Le clonage de gènes se produit lorsqu'un gène spécifique d'un brin d'ADN a été extrait et copié d'un organisme. Presque toutes les sources de tissus peuvent être utilisées pour le clonage, tant qu'il n'y a pas de dégradation généralisée. L'ADN peut également être extrait de l'ARN en utilisant un processus appelé transcription inverse.
Les gènes sont fabriqués à partir de l'ADN et contiennent les éléments de base de l'hérédité. Lorsqu'un gène est cloné, une réplique exacte est produite.
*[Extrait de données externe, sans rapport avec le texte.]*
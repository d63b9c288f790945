//! JSON Schema output model

pub mod schema;

pub use schema::{Schema, DEFAULT_ID, DRAFT_2020_12};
Le processus nécessite une variété de techniques biotechniques.
Une explication de base du processus de clonage d'un gène :
- Étape 1 : Extraire l'ADN de l'organisme qui contient le gène souhaité. À l'aide d'enzymes de restriction, l'ADN est coupé en morceaux de la taille d'un gène.
- Étape 2 : Des enzymes de restriction sont utilisées pour couper les plasmides bactériens, qui sont les petits cercles d'ADN situés dans les cellules bactériennes qui se produisent naturellement.
- Étape 3 : Les plasmides et l'ADN coupé sont combinés dans un tube à essai où certains se combineront pour former une nouvelle combinaison d'ADN.
- Étape 4 : Les nouvelles combinaisons sont transférées dans des bactéries à l'aide d'un processus appelé choc thermique.
- Étape 5 : Cette bactérie est transférée dans des boîtes de culture et autorisée à produire des colonies appelées bibliothèques de gènes.
- Étape 6 : La bibliothèque de gènes est étudiée pour voir si la bactérie reproduit le gène souhaité. Plus on laisse la bactérie se multiplier longtemps, plus il est facile de localiser le gène spécifique.